A collaborative spirit pervades the program, fostering an environment in which students and faculty develop a collective intelligence composed of multiple, yet focused, points of view. Through this shared set of interests, students develop methods and techniques for producing new forms of architectural intelligence, plausible speculations, and capacities to invigorate the field and attract new audiences.

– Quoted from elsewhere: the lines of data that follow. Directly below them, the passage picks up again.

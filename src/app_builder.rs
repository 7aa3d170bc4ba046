// Builder pattern for dependency construction and injection
//
// Production wiring reads configuration, picks the file or in-memory store
// and creates the Gemini adapter. Tests override any piece.
//
// Usage Example:
//     // Production
//     let deps = LauncherBuilder::new()
//         .with_production_deps()?
//         .build()?;
//     let (api, report) = deps.bootstrap().await?;
//
//     // Testing
//     let deps = LauncherBuilder::new()
//         .with_test_deps()
//         .with_llm(Arc::new(mock_llm))
//         .build()?;

use crate::api::LauncherApi;
use crate::apps::{AppContext, AppLoader, AppRegistry, BootstrapReport, DuplicatePolicy};
use crate::error::{LauncherError, Result};
use crate::events::EventBus;
use crate::llm::{GeminiAdapter, LlmAdapter};
use crate::services::config::MEMORY_DATA_DIR;
use crate::services::{
    AppStore, ConfigService, FileAppStore, FileConfigService, FileSystem, MemoryAppStore,
    RealFileSystem,
};
use std::sync::Arc;

/// Builder for the launcher's dependencies
///
/// # Examples
///
/// ```no_run
/// use matcha::LauncherBuilder;
///
/// #[tokio::main]
/// async fn main() -> matcha::Result<()> {
///     let deps = LauncherBuilder::new().with_production_deps()?.build()?;
///     let (api, report) = deps.bootstrap().await?;
///     println!("{} apps loaded", report.loaded.len());
///     Ok(())
/// }
/// ```
pub struct LauncherBuilder {
    config: Option<Arc<dyn ConfigService>>,
    filesystem: Option<Arc<dyn FileSystem>>,
    store: Option<Arc<dyn AppStore>>,
    llm: Option<Arc<dyn LlmAdapter>>,
    event_bus: Option<Arc<EventBus>>,
    policy: DuplicatePolicy,
}

impl LauncherBuilder {
    pub fn new() -> Self {
        Self {
            config: None,
            filesystem: None,
            store: None,
            llm: None,
            event_bus: None,
            policy: DuplicatePolicy::default(),
        }
    }

    /// Fill every dependency not already set with its production version
    ///
    /// - FileConfigService from the environment
    /// - FileAppStore on RealFileSystem, or MemoryAppStore for `:memory:`
    /// - GeminiAdapter (a missing API key is logged and left empty)
    ///
    /// # Errors
    /// - Configuration cannot be loaded
    pub fn with_production_deps(mut self) -> Result<Self> {
        let config = match self.config.take() {
            Some(config) => config,
            None => Arc::new(FileConfigService::load()?) as Arc<dyn ConfigService>,
        };

        let event_bus = self
            .event_bus
            .take()
            .unwrap_or_else(|| Arc::new(EventBus::new()));

        let filesystem = self
            .filesystem
            .take()
            .unwrap_or_else(|| Arc::new(RealFileSystem) as Arc<dyn FileSystem>);

        let store = match self.store.take() {
            Some(store) => store,
            None => Self::store_for(config.as_ref(), Arc::clone(&filesystem), Arc::clone(&event_bus)),
        };

        let llm = match self.llm.take() {
            Some(llm) => llm,
            None => Self::llm_for(config.as_ref()),
        };

        self.config = Some(config);
        self.filesystem = Some(filesystem);
        self.store = Some(store);
        self.llm = Some(llm);
        self.event_bus = Some(event_bus);
        Ok(self)
    }

    fn store_for(
        config: &dyn ConfigService,
        filesystem: Arc<dyn FileSystem>,
        event_bus: Arc<EventBus>,
    ) -> Arc<dyn AppStore> {
        let data_dir = config.get_data_dir();
        if data_dir.as_os_str() == MEMORY_DATA_DIR {
            tracing::info!("Using in-memory app store; installs will not persist");
            Arc::new(MemoryAppStore::new(event_bus))
        } else {
            tracing::info!("Using app store at {:?}", data_dir);
            Arc::new(FileAppStore::new(
                filesystem,
                data_dir,
                config.get_namespace(),
                event_bus,
            ))
        }
    }

    fn llm_for(config: &dyn ConfigService) -> Arc<dyn LlmAdapter> {
        let api_key = config.get_api_key().unwrap_or_else(|e| {
            tracing::warn!("{}; AI apps will answer with their fallback text", e);
            String::new()
        });

        Arc::new(
            GeminiAdapter::new(api_key)
                .with_api_base(config.get_api_base())
                .with_model(config.get_model()),
        )
    }

    /// In-memory store, mock config and a fresh bus
    #[cfg(test)]
    pub fn with_test_deps(mut self) -> Self {
        use crate::services::mocks::test_helpers::*;

        let event_bus = Arc::new(EventBus::new());
        self.config = Some(Arc::new(create_mock_config()) as Arc<dyn ConfigService>);
        self.filesystem = Some(Arc::new(create_mock_filesystem()) as Arc<dyn FileSystem>);
        self.store = Some(Arc::new(MemoryAppStore::new(Arc::clone(&event_bus))) as Arc<dyn AppStore>);
        self.event_bus = Some(event_bus);
        self
    }

    /// Override config service (for testing)
    pub fn with_config(mut self, config: Arc<dyn ConfigService>) -> Self {
        self.config = Some(config);
        self
    }

    /// Override filesystem (for testing)
    pub fn with_filesystem(mut self, fs: Arc<dyn FileSystem>) -> Self {
        self.filesystem = Some(fs);
        self
    }

    /// Override the installed-app store
    pub fn with_store(mut self, store: Arc<dyn AppStore>) -> Self {
        self.store = Some(store);
        self
    }

    /// Override the text-generation adapter
    pub fn with_llm(mut self, llm: Arc<dyn LlmAdapter>) -> Self {
        self.llm = Some(llm);
        self
    }

    /// Override event bus
    ///
    /// Stores built by this builder publish on it, so set it before
    /// `with_production_deps`.
    pub fn with_event_bus(mut self, event_bus: Arc<EventBus>) -> Self {
        self.event_bus = Some(event_bus);
        self
    }

    pub fn with_duplicate_policy(mut self, policy: DuplicatePolicy) -> Self {
        self.policy = policy;
        self
    }

    /// Validate that every dependency is present
    ///
    /// # Errors
    /// - `ConfigError` naming the first missing dependency
    pub fn build(self) -> Result<LauncherDependencies> {
        Ok(LauncherDependencies {
            config: self
                .config
                .ok_or_else(|| LauncherError::ConfigError("Config not configured".to_string()))?,
            filesystem: self.filesystem.ok_or_else(|| {
                LauncherError::ConfigError("Filesystem not configured".to_string())
            })?,
            store: self
                .store
                .ok_or_else(|| LauncherError::ConfigError("Store not configured".to_string()))?,
            llm: self
                .llm
                .ok_or_else(|| LauncherError::ConfigError("LLM adapter not configured".to_string()))?,
            event_bus: self
                .event_bus
                .ok_or_else(|| LauncherError::ConfigError("Event bus not configured".to_string()))?,
            policy: self.policy,
        })
    }
}

impl Default for LauncherBuilder {
    fn default() -> Self {
        Self::new()
    }
}

/// Container for all launcher dependencies
pub struct LauncherDependencies {
    pub config: Arc<dyn ConfigService>,
    pub filesystem: Arc<dyn FileSystem>,
    pub store: Arc<dyn AppStore>,
    pub llm: Arc<dyn LlmAdapter>,
    pub event_bus: Arc<EventBus>,
    pub policy: DuplicatePolicy,
}

impl LauncherDependencies {
    /// Load every app source into a fresh registry and build the API
    ///
    /// Sources that fail are reported, not fatal. An empty registry is still
    /// a usable launcher.
    pub async fn bootstrap(&self) -> Result<(LauncherApi, BootstrapReport)> {
        let loader = AppLoader::standard(self.config.get_manifest_paths())
            .with_event_bus(Arc::clone(&self.event_bus));
        let ctx = AppContext::new(Arc::clone(&self.llm));

        let mut registry = AppRegistry::with_policy(self.policy);
        let report = loader.bootstrap(&ctx, &mut registry).await;

        let api = LauncherApi::new(
            Arc::new(registry),
            Arc::clone(&self.store),
            Arc::clone(&self.event_bus),
            self.config.get_user_scope(),
            self.config.get_notice_ttl(),
        );
        Ok((api, report))
    }
}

As a graduate program in a world-renowned research university, the M.Arch. builds on the broad knowledge base of the entering student body and integrates these diverse worldviews into a practice-oriented pedagogy that is both open to broad cultural questions and a pragmatic view of architecture today. Core studios encourage those with previous architectural training to question assumptions formed prior to their arrival. At the same time, knowledge of other disciplines, brought by those new to architecture, is reframed to play an important role throughout the program. This combination of student backgrounds has proven fruitful over the 55-year history of training architects at UCLA and has produced young architects who are aware of the influence that other fields of knowledge have on architectural thought and production. UCLA Architecture and Urban Design’s long-standing dedication to communicating clear and articulate architectural ideas fosters critical thinkers who become leaders in practice, academia, and on the global stage.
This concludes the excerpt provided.